RECORDS
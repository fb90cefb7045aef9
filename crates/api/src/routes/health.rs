use axum::{routing::get, Json, Router};
use serde::Serialize;

use crate::state::AppState;

/// Health check response payload.
#[derive(Serialize)]
pub struct HealthResponse {
    pub status: &'static str,
    pub version: &'static str,
}

/// GET /health
async fn health_check() -> Json<HealthResponse> {
    Json(HealthResponse {
        status: "ok",
        version: env!("CARGO_PKG_VERSION"),
    })
}

pub fn router() -> Router<AppState> {
    Router::new().route("/health", get(health_check))
}
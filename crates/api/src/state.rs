use std::sync::Arc;

use sourcepin_core::error::{CoreError, CoreResult};
use sourcepin_events::{CallbackDelivery, LogHub};
use sourcepin_git::{GitSettings, GitVersion};
use sourcepin_pipeline::{Pipeline, PipelineSettings};

use crate::config::ServerConfig;
use crate::engine::JobEngine;
use crate::ws::WsManager;

/// Shared application state available to all Axum handlers via `State<AppState>`.
///
/// Cheaply cloneable: everything is behind `Arc` or is itself a handle.
#[derive(Clone)]
pub struct AppState {
    pub config: Arc<ServerConfig>,
    /// Job submission and cancellation.
    pub engine: JobEngine,
    /// Durable job logs and their live subscribers.
    pub logs: Arc<LogHub>,
    /// Open live-log connections.
    pub ws_manager: Arc<WsManager>,
}

impl AppState {
    /// Wire up the services described by `config`.
    ///
    /// `git_version` is the detected client version; it decides whether
    /// pushes are attempted atomically.
    pub async fn build(config: ServerConfig, git_version: GitVersion) -> CoreResult<Self> {
        let logs = Arc::new(LogHub::create(&config.log_dir, config.log_retention).await?);

        let settings = PipelineSettings {
            work_dir: config.work_dir.clone(),
            git: GitSettings::new(config.identity.clone(), git_version, config.deployment_mode),
        };
        let pipeline = Pipeline::new(settings, config.repo_provider.clone(), config.aligners.clone())?;

        let delivery = CallbackDelivery::new(config.callback_retry)
            .map_err(|e| CoreError::Config(format!("could not build callback client: {e}")))?;

        let engine = JobEngine::new(
            Arc::new(pipeline),
            Arc::clone(&logs),
            Arc::new(delivery),
            config.public_ws_url.clone(),
        );

        Ok(Self {
            config: Arc::new(config),
            engine,
            logs,
            ws_manager: Arc::new(WsManager::new()),
        })
    }
}
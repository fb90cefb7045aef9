//! Per-operation orchestration.
//!
//! Every operation works in its own scratch directory under the configured
//! work directory. The directory is a [`TempDir`], so it is removed however
//! the operation ends: success, error or cancellation.

mod adjust;
mod clone;
mod pull;

use sourcepin_core::context::JobContext;
use sourcepin_core::error::{CoreError, CoreResult};
use sourcepin_core::request::JobRequest;
use sourcepin_core::result::JobResult;
use tempfile::TempDir;

use crate::adjust::AdjustPipeline;
use crate::repo::RepoProvider;
use crate::settings::{PipelineSettings, Sequence};

pub use clone::sync_refs;

/// Runs pull, clone and adjust requests.
pub struct Pipeline {
    settings: PipelineSettings,
    repos: RepoProvider,
    aligners: AdjustPipeline,
    sequence: Sequence,
    http: reqwest::Client,
}

impl Pipeline {
    pub fn new(
        settings: PipelineSettings,
        repos: RepoProvider,
        aligners: AdjustPipeline,
    ) -> CoreResult<Self> {
        let http = reqwest::Client::builder()
            .user_agent(concat!("sourcepin/", env!("CARGO_PKG_VERSION")))
            .build()
            .map_err(|e| CoreError::Config(format!("could not build HTTP client: {e}")))?;
        Ok(Self {
            settings,
            repos,
            aligners,
            sequence: Sequence::new(),
            http,
        })
    }

    pub fn settings(&self) -> &PipelineSettings {
        &self.settings
    }

    pub fn repos(&self) -> &RepoProvider {
        &self.repos
    }

    /// Run one request to completion.
    pub async fn run(&self, ctx: &JobContext, request: &JobRequest) -> CoreResult<JobResult> {
        match request {
            JobRequest::Pull(r) => self.pull(ctx, r).await.map(JobResult::Reference),
            JobRequest::Clone(r) => self.clone_repo(ctx, r).await.map(JobResult::Clone),
            JobRequest::Adjust(r) => self.adjust(ctx, r).await.map(JobResult::Reference),
        }
    }

    async fn scratch(&self, operation: &str) -> CoreResult<TempDir> {
        let work_dir = &self.settings.work_dir;
        tokio::fs::create_dir_all(work_dir).await?;
        let dir = tempfile::Builder::new()
            .prefix(&format!("{operation}-"))
            .tempdir_in(work_dir)?;
        Ok(dir)
    }
}

/// Remove a scratch directory off the async runtime, logging failures.
async fn release(ctx: &JobContext, scratch: TempDir) {
    let path = scratch.path().to_path_buf();
    let closed = tokio::task::spawn_blocking(move || scratch.close()).await;
    match closed {
        Ok(Ok(())) => {}
        Ok(Err(e)) => {
            tracing::warn!(job_id = %ctx.job_id(), path = %path.display(), error = %e, "Scratch directory not removed")
        }
        Err(e) => {
            tracing::warn!(job_id = %ctx.job_id(), path = %path.display(), error = %e, "Scratch cleanup task failed")
        }
    }
}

TASK INSTRUCTIONS
Whenever a line in the data holds "tempfile", copy that line.

RESPONSE AREA
use tempfile::TempDir;
        let dir = tempfile::Builder::new()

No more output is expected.